*WHAT TO DO*:
From the entries below, copy out every line with "derive" in it.
EXCERPTED DATA section start
#[cfg(test)]
mod tests {
    use super::*;
    use crate::map::surface::RawBounds;
    use std::collections::HashMap;
    use std::sync::Mutex;

    #[derive(Default)]
    struct SurfaceState {
        bounds: Option<RawBounds>,
        live: HashMap<u64, String>,
        next_id: u64,
        released: bool,
    }

    #[derive(Clone, Default)]
    struct FakeSurface(Arc<Mutex<SurfaceState>>);

    impl FakeSurface {
        fn set_bounds(&self, west: f64, south: f64, east: f64, north: f64) {
            self.0.lock().unwrap().bounds = Some(RawBounds {
                west,
                south,
                east,
                north,
            });
        }

        fn live_pins(&self) -> Vec<String> {
            let mut pins: Vec<String> = self.0.lock().unwrap().live.values().cloned().collect();
            pins.sort();
            pins
        }
    }

    impl MapSurface for FakeSurface {
        type Marker = u64;

        fn bounds(&self) -> Option<RawBounds> {
            self.0.lock().unwrap().bounds
        }

        fn add_marker(&mut self, pin: &EventPin, _style: &MarkerStyle) -> u64 {
            let mut state = self.0.lock().unwrap();
            state.next_id += 1;
            let id = state.next_id;
            state.live.insert(id, pin.id.clone());
            id
        }

        fn remove_marker(&mut self, marker: u64) {
            self.0.lock().unwrap().live.remove(&marker);
        }

        fn release(&mut self) {
            self.0.lock().unwrap().released = true;
        }
    }

    struct FakeContainer(Option<FakeSurface>);

    impl MapContainer for FakeContainer {
        type Surface = FakeSurface;

        fn mount(self, _options: &MapOptions) -> Result<FakeSurface, MapError> {
            self.0
                .ok_or_else(|| MapError::ContainerUnavailable("#map".to_string()))
        }
    }

    type Reply = (Duration, Result<Vec<&'static str>, &'static str>);

    /// Answers the n-th query with the n-th scripted reply after its delay.
    struct ScriptedSource {
        script: Vec<Reply>,
        queries: Arc<Mutex<Vec<MapSearchQuery>>>,
    }

    #[async_trait]
    impl PinSource for ScriptedSource {
        async fn search_pins(&self, query: &MapSearchQuery) -> anyhow::Result<Vec<EventPin>> {
            let n = {
                let mut queries = self.queries.lock().unwrap();
                queries.push(query.clone());
                queries.len() - 1
            };
            let (delay, reply) = self
                .script
                .get(n)
                .cloned()
                .unwrap_or((Duration::ZERO, Ok(vec![])));
            tokio::time::sleep(delay).await;
            match reply {
                Ok(ids) => Ok(ids.into_iter().map(pin).collect()),
                Err(msg) => Err(anyhow::anyhow!(msg)),
            }
        }
    }

    fn pin(id: &str) -> EventPin {
        EventPin {
            id: id.to_string(),
            title: format!("Event {}", id),
            description: None,
            starts_at: Utc::now() + chrono::Duration::days(30),
            ends_at: None,
            address: None,
            latitude: 35.2,
            longitude: -80.8,
            vendor_id: None,
            vendor_name: None,
            vendor_slug: None,
        }
    }

    fn start(script: Vec<Reply>) -> (MapHandle, FakeSurface, Arc<Mutex<Vec<MapSearchQuery>>>) {
        let surface = FakeSurface::default();
        surface.set_bounds(-81.0, 35.0, -80.5, 35.5);
        let queries = Arc::new(Mutex::new(vec![]));
        let source = ScriptedSource {
            script,
            queries: Arc::clone(&queries),
        };
        let handle = initialize(
            FakeContainer(Some(surface.clone())),
            source,
            MapConfig::default(),
        )
        .unwrap();
        (handle, surface, queries)
    }

    async fn settle() {
        tokio::time::sleep(Duration::from_millis(1)).await;
    }

    #[tokio::test(start_paused = true)]
    async fn it_queries_once_after_rapid_moves_with_the_last_bounds() {
        let (handle, surface, queries) = start(vec![(Duration::ZERO, Ok(vec!["a", "b"]))]);

        for i in 0..5 {
            let offset = i as f64 * 0.1;
            surface.set_bounds(-81.0 + offset, 35.0, -80.5 + offset, 35.5);
            handle.move_ended();
            tokio::time::sleep(Duration::from_millis(50)).await;
        }
        assert!(queries.lock().unwrap().is_empty());

        tokio::time::sleep(Duration::from_millis(400)).await;

        let sent = queries.lock().unwrap().clone();
        assert_eq!(sent.len(), 1);
        let offset = 4.0 * 0.1;
        assert_eq!(sent[0].min_lng, Some(-81.0 + offset));
        assert_eq!(sent[0].max_lng, Some(-80.5 + offset));

        let snapshot = handle.snapshot().await.unwrap();
        assert_eq!(snapshot.status, ViewStatus::Ready);
        assert_eq!(snapshot.markers.len(), 2);
        assert_eq!(surface.live_pins(), vec!["a", "b"]);
    }

    #[tokio::test(start_paused = true)]
    async fn it_queries_immediately_on_filter_changes() {
        let (handle, _surface, queries) = start(vec![]);

        handle.set_time_filter(TimeFilter::Weekend);
        settle().await;
        handle.set_distance_filter(Some(DistanceFilter::miles(20.0).unwrap()));
        settle().await;

        let sent = queries.lock().unwrap().clone();
        assert_eq!(sent.len(), 2);
        assert_eq!(sent[0].when, Some(TimeFilter::Weekend));
        assert_eq!(sent[1].radius, Some(20.0));
        assert_eq!(sent[1].when, Some(TimeFilter::Weekend));
    }

    #[tokio::test(start_paused = true)]
    async fn it_renders_the_latest_request_when_responses_arrive_out_of_order() {
        let (handle, surface, queries) = start(vec![
            (Duration::from_millis(500), Ok(vec!["stale"])),
            (Duration::from_millis(10), Ok(vec!["fresh"])),
        ]);

        handle.set_time_filter(TimeFilter::Weekend);
        settle().await;
        handle.set_time_filter(TimeFilter::ThisMonth);
        tokio::time::sleep(Duration::from_secs(1)).await;

        assert_eq!(queries.lock().unwrap().len(), 2);
        let snapshot = handle.snapshot().await.unwrap();
        assert_eq!(snapshot.issued_seq, 2);
        assert_eq!(snapshot.applied_seq, 2);
        assert_eq!(surface.live_pins(), vec!["fresh"]);
        assert!(snapshot.markers.iter().all(|m| m.seq == 2));
    }

    #[tokio::test]
    async fn it_discards_results_from_superseded_requests() {
        let surface = FakeSurface::default();
        surface.set_bounds(-81.0, 35.0, -80.5, 35.5);
        let (results_tx, _results) = mpsc::unbounded_channel();
        let source = ScriptedSource {
            script: vec![],
            queries: Arc::new(Mutex::new(vec![])),
        };
        let mut controller = Controller::new(
            surface.clone(),
            Arc::new(source),
            MapConfig::default(),
            results_tx,
        );

        controller.issue();
        controller.issue();
        controller.apply(QueryOutcome {
            seq: 2,
            result: Ok(vec![pin("new")]),
        });
        controller.apply(QueryOutcome {
            seq: 1,
            result: Ok(vec![pin("old")]),
        });

        assert_eq!(surface.live_pins(), vec!["new"]);
        assert_eq!(controller.snapshot().applied_seq, 2);
    }

    #[tokio::test(start_paused = true)]
    async fn it_keeps_markers_when_a_query_fails() {
        let (handle, surface, _queries) = start(vec![
            (Duration::ZERO, Ok(vec!["a", "b"])),
            (Duration::ZERO, Err("backend down")),
        ]);

        handle.loaded();
        settle().await;
        handle.set_time_filter(TimeFilter::Weekend);
        settle().await;

        let snapshot = handle.snapshot().await.unwrap();
        assert_eq!(snapshot.status, ViewStatus::Stale);
        assert_eq!(snapshot.applied_seq, 1);
        assert_eq!(surface.live_pins(), vec!["a", "b"]);
    }

    #[tokio::test(start_paused = true)]
    async fn it_rejects_invalid_bounds_before_dispatch() {
        let (handle, surface, queries) = start(vec![(Duration::ZERO, Ok(vec!["a"]))]);
        handle.loaded();
        settle().await;
        assert_eq!(surface.live_pins(), vec!["a"]);

        surface.set_bounds(f64::NAN, 35.0, -80.5, 35.5);
        handle.move_ended();
        tokio::time::sleep(Duration::from_millis(400)).await;

        assert_eq!(queries.lock().unwrap().len(), 1);
        let snapshot = handle.snapshot().await.unwrap();
        assert_eq!(snapshot.status, ViewStatus::InvalidViewport);
        assert!(surface.live_pins().is_empty());
    }

    #[tokio::test(start_paused = true)]
    async fn it_skips_pins_with_invalid_coordinates() {
        let (handle, surface, _queries) = start(vec![(Duration::ZERO, Ok(vec!["ok"]))]);
        handle.loaded();
        settle().await;
        assert_eq!(surface.live_pins(), vec!["ok"]);

        let (results_tx, _results) = mpsc::unbounded_channel();
        let mut controller = Controller::new(
            surface.clone(),
            Arc::new(ScriptedSource {
                script: vec![],
                queries: Arc::new(Mutex::new(vec![])),
            }),
            MapConfig::default(),
            results_tx,
        );
        controller.issued_seq = 1;
        let mut bad = pin("bad");
        bad.latitude = f64::NAN;
        controller.apply(QueryOutcome {
            seq: 1,
            result: Ok(vec![bad, pin("good")]),
        });
        assert_eq!(controller.snapshot().markers.len(), 1);
        assert_eq!(controller.snapshot().markers[0].pin_id, "good");
    }

    #[tokio::test(start_paused = true)]
    async fn it_releases_the_map_on_shutdown() {
        let (handle, surface, _queries) = start(vec![(Duration::ZERO, Ok(vec!["a"]))]);
        handle.loaded();
        settle().await;

        handle.shutdown().await;
        assert!(surface.live_pins().is_empty());
        assert!(surface.0.lock().unwrap().released);
    }

    #[tokio::test]
    async fn it_fails_when_the_container_is_unavailable() {
        let source = ScriptedSource {
            script: vec![],
            queries: Arc::new(Mutex::new(vec![])),
        };
        let result = initialize(FakeContainer(None), source, MapConfig::default());
        assert!(matches!(result, Err(MapError::ContainerUnavailable(_))));
    }
}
EXCERPTED DATA section end
*PROBLEM SOLUTION*:
    #[derive(Default)]
    #[derive(Clone, Default)]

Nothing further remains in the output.